** Available records follows **

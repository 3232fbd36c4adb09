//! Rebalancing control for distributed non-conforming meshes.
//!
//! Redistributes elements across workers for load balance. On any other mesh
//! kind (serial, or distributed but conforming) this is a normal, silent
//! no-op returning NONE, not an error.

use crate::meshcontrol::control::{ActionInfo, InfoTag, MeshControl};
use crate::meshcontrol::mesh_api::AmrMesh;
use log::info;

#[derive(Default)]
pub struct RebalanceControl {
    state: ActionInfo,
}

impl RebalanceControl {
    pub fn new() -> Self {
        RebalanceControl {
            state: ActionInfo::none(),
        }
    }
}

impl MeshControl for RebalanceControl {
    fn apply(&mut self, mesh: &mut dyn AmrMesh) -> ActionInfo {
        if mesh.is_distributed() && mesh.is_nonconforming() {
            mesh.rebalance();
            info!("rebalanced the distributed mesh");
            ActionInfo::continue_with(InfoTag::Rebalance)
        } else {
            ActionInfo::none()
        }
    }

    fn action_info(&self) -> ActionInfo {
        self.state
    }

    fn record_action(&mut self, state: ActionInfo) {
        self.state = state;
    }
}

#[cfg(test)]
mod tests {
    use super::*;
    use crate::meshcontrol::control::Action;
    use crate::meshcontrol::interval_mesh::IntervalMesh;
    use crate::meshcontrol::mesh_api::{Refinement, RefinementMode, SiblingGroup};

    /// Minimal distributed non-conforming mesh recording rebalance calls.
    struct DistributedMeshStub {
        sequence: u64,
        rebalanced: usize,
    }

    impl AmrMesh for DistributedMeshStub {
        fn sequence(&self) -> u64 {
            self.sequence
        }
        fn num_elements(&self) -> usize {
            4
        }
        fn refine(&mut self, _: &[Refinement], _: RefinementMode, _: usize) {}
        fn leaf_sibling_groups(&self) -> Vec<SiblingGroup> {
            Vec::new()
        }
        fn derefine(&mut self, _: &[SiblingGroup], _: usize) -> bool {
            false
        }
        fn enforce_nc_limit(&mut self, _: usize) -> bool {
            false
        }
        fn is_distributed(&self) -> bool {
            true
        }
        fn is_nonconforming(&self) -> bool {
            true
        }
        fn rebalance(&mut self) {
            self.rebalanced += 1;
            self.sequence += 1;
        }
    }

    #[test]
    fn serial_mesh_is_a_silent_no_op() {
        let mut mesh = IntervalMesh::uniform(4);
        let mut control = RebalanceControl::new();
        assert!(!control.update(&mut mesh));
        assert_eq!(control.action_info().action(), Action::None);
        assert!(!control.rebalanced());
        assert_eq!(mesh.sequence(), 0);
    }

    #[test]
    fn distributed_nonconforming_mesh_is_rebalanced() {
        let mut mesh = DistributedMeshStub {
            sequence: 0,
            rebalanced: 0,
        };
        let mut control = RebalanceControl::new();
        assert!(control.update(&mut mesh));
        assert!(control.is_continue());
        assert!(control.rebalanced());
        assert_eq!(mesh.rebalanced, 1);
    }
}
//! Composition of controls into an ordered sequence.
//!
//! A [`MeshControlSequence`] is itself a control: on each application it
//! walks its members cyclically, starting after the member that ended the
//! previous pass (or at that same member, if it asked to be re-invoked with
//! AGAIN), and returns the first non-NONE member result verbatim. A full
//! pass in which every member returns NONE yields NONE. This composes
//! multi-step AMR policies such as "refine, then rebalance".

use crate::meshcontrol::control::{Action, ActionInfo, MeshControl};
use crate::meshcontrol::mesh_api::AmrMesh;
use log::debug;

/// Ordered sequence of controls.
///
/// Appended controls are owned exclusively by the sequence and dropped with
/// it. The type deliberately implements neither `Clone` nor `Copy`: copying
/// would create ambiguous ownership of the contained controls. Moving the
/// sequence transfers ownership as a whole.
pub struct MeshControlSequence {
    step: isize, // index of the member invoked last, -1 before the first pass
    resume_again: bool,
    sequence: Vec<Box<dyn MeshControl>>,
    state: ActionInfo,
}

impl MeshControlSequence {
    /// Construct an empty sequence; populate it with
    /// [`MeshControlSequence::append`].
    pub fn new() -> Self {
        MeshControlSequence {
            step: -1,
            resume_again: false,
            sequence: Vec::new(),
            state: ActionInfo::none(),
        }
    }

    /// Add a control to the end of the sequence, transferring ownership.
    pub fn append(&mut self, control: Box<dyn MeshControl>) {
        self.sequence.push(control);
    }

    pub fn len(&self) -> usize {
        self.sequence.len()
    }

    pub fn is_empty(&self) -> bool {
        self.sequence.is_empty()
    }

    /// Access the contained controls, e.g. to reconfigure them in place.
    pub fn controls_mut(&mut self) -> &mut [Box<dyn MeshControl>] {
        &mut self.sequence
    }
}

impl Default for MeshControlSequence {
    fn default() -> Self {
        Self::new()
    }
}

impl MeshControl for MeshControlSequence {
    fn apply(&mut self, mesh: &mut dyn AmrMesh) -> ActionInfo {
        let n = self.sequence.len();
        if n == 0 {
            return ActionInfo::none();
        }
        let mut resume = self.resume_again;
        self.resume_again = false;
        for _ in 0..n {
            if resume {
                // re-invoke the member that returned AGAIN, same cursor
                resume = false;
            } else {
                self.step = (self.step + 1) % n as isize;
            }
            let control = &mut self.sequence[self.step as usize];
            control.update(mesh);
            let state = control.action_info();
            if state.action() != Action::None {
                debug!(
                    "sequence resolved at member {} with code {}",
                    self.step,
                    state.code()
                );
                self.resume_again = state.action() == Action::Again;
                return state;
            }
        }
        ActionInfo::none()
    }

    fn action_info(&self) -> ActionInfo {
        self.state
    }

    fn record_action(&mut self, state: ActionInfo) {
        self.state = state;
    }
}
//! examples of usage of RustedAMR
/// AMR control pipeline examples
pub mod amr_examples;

** End of Available records **

■ **Problem statement**: Each line from the one with "control pipeline examples" through the end of the entries above must be set down exactly, both end lines included, and no other line may appear.

■ **Response area**:
/// AMR control pipeline examples
pub mod amr_examples;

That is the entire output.